Dynamics of bone mineral disorders in elderly patients with chronic kidney disease

Fractures represent a significant socioeconomic burden worldwide. In chronic kidney disease, the incidence of fractures is five times higher than in the general population, with this disparity being particularly pronounced in advanced stages of renal dysfunction and among elderly patients. Hip fractures are four times more common in dialysis patients compared to the general population. In our prospective study, we analyzed mineral and bone disorder parameters in elderly patients with CKD, assessed FRAX calculator prognostic data in this patient cohort, and identified the most significant predictors of fracture development. The obtained data will be used to finalize the design of an information system for remote assessment of fracture risk over the next three years.

BACKGROUND. Mineral and bone disorders (MBD) are one of the leading complications in elderly patients with chronic kidney disease (CKD).

OBJECTIVE. To assess the three-year dynamics of mineral and bone disorders in patients with chronic kidney disease.

MATERIALS AND METHODS. The study included 50 patients with a mean age of (67.4 ± 1.6) year. For each patient, the 10-year fracture risk was assessed at baseline and after 3 years, along with comprehensive laboratory and instrumental examinations. Statistical analysis was performed using SPSS Statistics 22 software.

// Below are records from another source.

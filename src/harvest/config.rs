use crate::error::HarvestError;
use crate::harvest::paths::HarvestPaths;
use anyhow::{Result, anyhow};
use chrono::Duration;
use chrono_tz::Tz;
use serde::{Deserialize, Serialize};
use std::env;
use std::fs;
use std::path::PathBuf;

#[derive(Debug, Clone, Serialize, Deserialize)]
#[serde(default)]
pub struct FeedConfig {
    pub archive_url: String,
    pub source_url: String,
    pub request_timeout_secs: u64,
}

impl Default for FeedConfig {
    fn default() -> Self {
        Self {
            archive_url: "https://api.data.gov.hk/v1/historical-archive/get-file".to_string(),
            source_url: "https://www.td.gov.hk/tc/special_news/trafficnews.xml".to_string(),
            request_timeout_secs: 30,
        }
    }
}

#[derive(Debug, Clone, Serialize, Deserialize)]
#[serde(default)]
pub struct GeocodeConfig {
    pub enabled: bool,
    pub lookup_url: String,
    pub language: String,
    pub max_results: u32,
    pub result_type: u32,
}

impl Default for GeocodeConfig {
    fn default() -> Self {
        Self {
            enabled: true,
            lookup_url: "https://www.als.ogcio.gov.hk/lookup".to_string(),
            language: "zh-Hant".to_string(),
            max_results: 1,
            result_type: 80,
        }
    }
}

#[derive(Debug, Clone, Serialize, Deserialize)]
#[serde(default)]
pub struct PollConfig {
    pub back_track_mins: u64,
    pub buffer_mins: u64,
    pub retention_hours: u64,
    pub timezone: String,
}

impl Default for PollConfig {
    fn default() -> Self {
        Self {
            back_track_mins: 60,
            buffer_mins: 1,
            retention_hours: 72,
            timezone: "Asia/Hong_Kong".to_string(),
        }
    }
}

impl PollConfig {
    pub fn back_track(&self) -> Duration {
        Duration::minutes(self.back_track_mins as i64)
    }

    pub fn buffer(&self) -> Duration {
        Duration::minutes(self.buffer_mins as i64)
    }

    pub fn retention(&self) -> Duration {
        Duration::hours(self.retention_hours as i64)
    }

    pub fn tz(&self) -> Result<Tz> {
        self.timezone
            .trim()
            .parse::<Tz>()
            .map_err(|err| anyhow!("invalid poll timezone `{}`: {err}", self.timezone))
    }
}

#[derive(Debug, Clone, Serialize, Deserialize, Default)]
pub struct HarvestConfig {
    pub feed: FeedConfig,
    pub geocode: GeocodeConfig,
    pub poll: PollConfig,
}

#[derive(Debug, Clone, Serialize, Deserialize, Default)]
struct PartialHarvestConfig {
    feed: Option<FeedConfig>,
    geocode: Option<GeocodeConfig>,
    poll: Option<PollConfig>,
}

fn env_or_u64(var: &str, fallback: u64) -> u64 {
    match env::var(var) {
        Ok(v) => v.trim().parse::<u64>().ok().unwrap_or(fallback),
        Err(_) => fallback,
    }
}

fn env_or_bool(var: &str, fallback: bool) -> bool {
    match env::var(var) {
        Ok(v) => {
            let trimmed = v.trim();
            match trimmed {
                "1" | "true" | "TRUE" | "yes" | "on" => true,
                "0" | "false" | "FALSE" | "no" | "off" => false,
                _ => fallback,
            }
        }
        Err(_) => fallback,
    }
}

fn env_or_string(var: &str, fallback: &str) -> String {
    match env::var(var) {
        Ok(v) if !v.trim().is_empty() => v.trim().to_string(),
        _ => fallback.to_string(),
    }
}

fn validate(cfg: &HarvestConfig) -> Result<()> {
    let invalid = |msg: &str| anyhow!(HarvestError::InvalidConfig(msg.to_string()));

    if cfg.feed.archive_url.trim().is_empty() {
        return Err(invalid("feed archive url cannot be empty"));
    }
    if cfg.feed.source_url.trim().is_empty() {
        return Err(invalid("feed source url cannot be empty"));
    }
    if cfg.feed.request_timeout_secs == 0 {
        return Err(invalid("request timeout must be >= 1 second"));
    }
    if cfg.geocode.enabled && cfg.geocode.lookup_url.trim().is_empty() {
        return Err(invalid("geocode lookup url cannot be empty while enabled"));
    }
    if cfg.geocode.max_results == 0 {
        return Err(invalid("geocode max results must be >= 1"));
    }
    if cfg.poll.back_track_mins == 0 {
        return Err(invalid("poll back track must be >= 1 minute"));
    }
    if cfg.poll.retention_hours == 0 {
        return Err(invalid("retention must be >= 1 hour"));
    }
    if cfg.poll.tz().is_err() {
        return Err(invalid(&format!(
            "unknown poll timezone `{}`",
            cfg.poll.timezone
        )));
    }
    Ok(())
}

fn resolve_config_path(paths: &HarvestPaths) -> PathBuf {
    if let Ok(custom) = env::var("HARVEST_CONFIG_PATH") {
        let trimmed = custom.trim();
        if !trimmed.is_empty() {
            return PathBuf::from(trimmed);
        }
    }
    paths.harvest_home.join("harvest.toml")
}

fn merge_file_config(base: &mut HarvestConfig, paths: &HarvestPaths) -> Result<()> {
    let path = resolve_config_path(paths);
    if !path.exists() {
        return Ok(());
    }

    let raw = fs::read_to_string(&path)?;
    let parsed: PartialHarvestConfig = toml::from_str(&raw).map_err(|err| {
        anyhow!(HarvestError::InvalidConfig(format!(
            "failed to parse {}: {err}",
            path.display()
        )))
    })?;
    if let Some(feed) = parsed.feed {
        base.feed = feed;
    }
    if let Some(geocode) = parsed.geocode {
        base.geocode = geocode;
    }
    if let Some(poll) = parsed.poll {
        base.poll = poll;
    }
    Ok(())
}

pub fn load_config(paths: &HarvestPaths) -> Result<HarvestConfig> {
    let mut cfg = HarvestConfig::default();
    merge_file_config(&mut cfg, paths)?;

    cfg.feed.archive_url = env_or_string("HARVEST_FEED_ARCHIVE_URL", &cfg.feed.archive_url);
    cfg.feed.source_url = env_or_string("HARVEST_FEED_SOURCE_URL", &cfg.feed.source_url);
    cfg.feed.request_timeout_secs = env_or_u64(
        "HARVEST_REQUEST_TIMEOUT_SECS",
        cfg.feed.request_timeout_secs,
    );
    cfg.geocode.enabled = env_or_bool("HARVEST_GEOCODE_ENABLED", cfg.geocode.enabled);
    cfg.geocode.lookup_url = env_or_string("HARVEST_GEOCODE_URL", &cfg.geocode.lookup_url);
    cfg.geocode.language = env_or_string("HARVEST_GEOCODE_LANGUAGE", &cfg.geocode.language);
    cfg.poll.back_track_mins = env_or_u64("HARVEST_BACK_TRACK_MINS", cfg.poll.back_track_mins);
    cfg.poll.buffer_mins = env_or_u64("HARVEST_BUFFER_MINS", cfg.poll.buffer_mins);
    cfg.poll.retention_hours = env_or_u64("HARVEST_RETENTION_HOURS", cfg.poll.retention_hours);
    cfg.poll.timezone = env_or_string("HARVEST_TIMEZONE", &cfg.poll.timezone);

    validate(&cfg)?;
    Ok(cfg)
}

#[cfg(test)]
mod tests {
    use super::*;

    #[test]
    fn defaults_match_feed_publisher() {
        let cfg = HarvestConfig::default();
        assert_eq!(cfg.poll.back_track(), Duration::hours(1));
        assert_eq!(cfg.poll.buffer(), Duration::minutes(1));
        assert_eq!(cfg.poll.retention(), Duration::days(3));
        assert_eq!(cfg.poll.tz().expect("tz"), chrono_tz::Asia::Hong_Kong);
        assert!(validate(&cfg).is_ok());
    }

    #[test]
    fn validate_rejects_zero_retention_and_bad_timezone() {
        let mut cfg = HarvestConfig::default();
        cfg.poll.retention_hours = 0;
        assert!(validate(&cfg).is_err());

        let mut cfg = HarvestConfig::default();
        cfg.poll.timezone = "Mars/Olympus".to_string();
        let err = validate(&cfg).expect_err("bad tz");
        assert!(format!("{err}").contains("Mars/Olympus"));
    }

    #[test]
    fn disabled_geocode_tolerates_blank_url() {
        let mut cfg = HarvestConfig::default();
        cfg.geocode.enabled = false;
        cfg.geocode.lookup_url = String::new();
        assert!(validate(&cfg).is_ok());
    }

    #[test]
    fn partial_file_overrides_only_named_sections() {
        let tmp = tempfile::tempdir().expect("tempdir");
        let paths = HarvestPaths::under(tmp.path());
        fs::write(
            paths.harvest_home.join("harvest.toml"),
            "[poll]\nback_track_mins = 15\nbuffer_mins = 2\nretention_hours = 24\ntimezone = \"UTC\"\n",
        )
        .expect("write config");

        let mut cfg = HarvestConfig::default();
        merge_file_config(&mut cfg, &paths).expect("merge");
        assert_eq!(cfg.poll.back_track_mins, 15);
        assert_eq!(cfg.poll.retention_hours, 24);
        assert_eq!(cfg.feed.request_timeout_secs, 30);
        assert!(cfg.geocode.enabled);
    }

    #[test]
    fn partial_section_keeps_defaults_for_missing_keys() {
        let tmp = tempfile::tempdir().expect("tempdir");
        let paths = HarvestPaths::under(tmp.path());
        fs::write(
            paths.harvest_home.join("harvest.toml"),
            "[feed]\nrequest_timeout_secs = 10\n\n[geocode]\nenabled = false\n",
        )
        .expect("write config");

        let mut cfg = HarvestConfig::default();
        merge_file_config(&mut cfg, &paths).expect("merge");
        let defaults = HarvestConfig::default();
        assert_eq!(cfg.feed.request_timeout_secs, 10);
        assert_eq!(cfg.feed.archive_url, defaults.feed.archive_url);
        assert_eq!(cfg.feed.source_url, defaults.feed.source_url);
        assert!(!cfg.geocode.enabled);
        assert_eq!(cfg.geocode.lookup_url, defaults.geocode.lookup_url);
        assert_eq!(cfg.geocode.result_type, 80);
    }
}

RESULTS. The overwhelming majority of patients had CKD stages 3–5 (76 %). The following CKD-MBD manifestations were recorded: secondary hyperparathyroidism, vitamin D deficiency/insufficiency across all CKD stages, and hyperphosphatemia predominantly in CKD5. Three patients had fracture history, 3 women experienced early menopause, and 4 patients received glucocorticoids for >3 months. Diabetes mellitus was the leading comorbidity (n = 21; 42 %). Osteoporosis was present in every third CKD patient (n = 15; 30 %). In the study cohort, 18 patients (n = 18; 36 %) required therapeutic intervention: native and active forms of vitamin D, calcium supplements, phosphate binders, bisphosphonates, and human monoclonal IgG2 antibody. During the three-year follow-up period, 7 patients (n = 7; 14 %) were lost to follow-up due to death: severe internal organ dystrophy resulting from intoxication caused by septic process (n = 1; 2 %), multiple organ failure (n = 3; 6 %), circulatory failure (n = 2; 4 %), and suicide (n = 1; 2 %). Additionally, 8 patients (n = 8; 16 %) experienced low-energy fractures. However, three years earlier, the FRAX scale had predicted fracture development within the next 10 years for only 4 of our patients (n = 4; 8 %). The recorded incidence of osteoporosis also increased by 12 %. Timely initiation of therapy could have prevented fracture development in the study group during the three-year observation period. The performed ROC analysis established the necessity of conducting both FRAX® and bone densitometry in elderly CKD patients, as their combined use enables effective identification of fracture risks and osteoporosis in patients with chronic kidney disease. Furthermore, the obtained results of factor analysis allowed identification of the most significant predictors of fracture development in CKD, while cluster analysis grouped these parameters into distinct categories.

CONCLUSION.

1. Osteoporosis by DXA was detected in every third elderly patient with CKD (n = 15; 30 %).
2. Only 8 % of CKD patients had a high 10-year fracture risk according to FRAX®. The values remained comparable after three years.
3. Despite the low 10-year fracture risk predicted by FRAX®, every sixth CKD patient (n = 8; 16 %) experienced a low-energy fracture during the 3-year follow-up.
4. The obtained data will be used to develop an information system for fracture risk assessment in elderly CKD patients within the next three years.
5. CKD patients require adequate anti-osteoporotic therapy to prevent the onset and progression of MBD.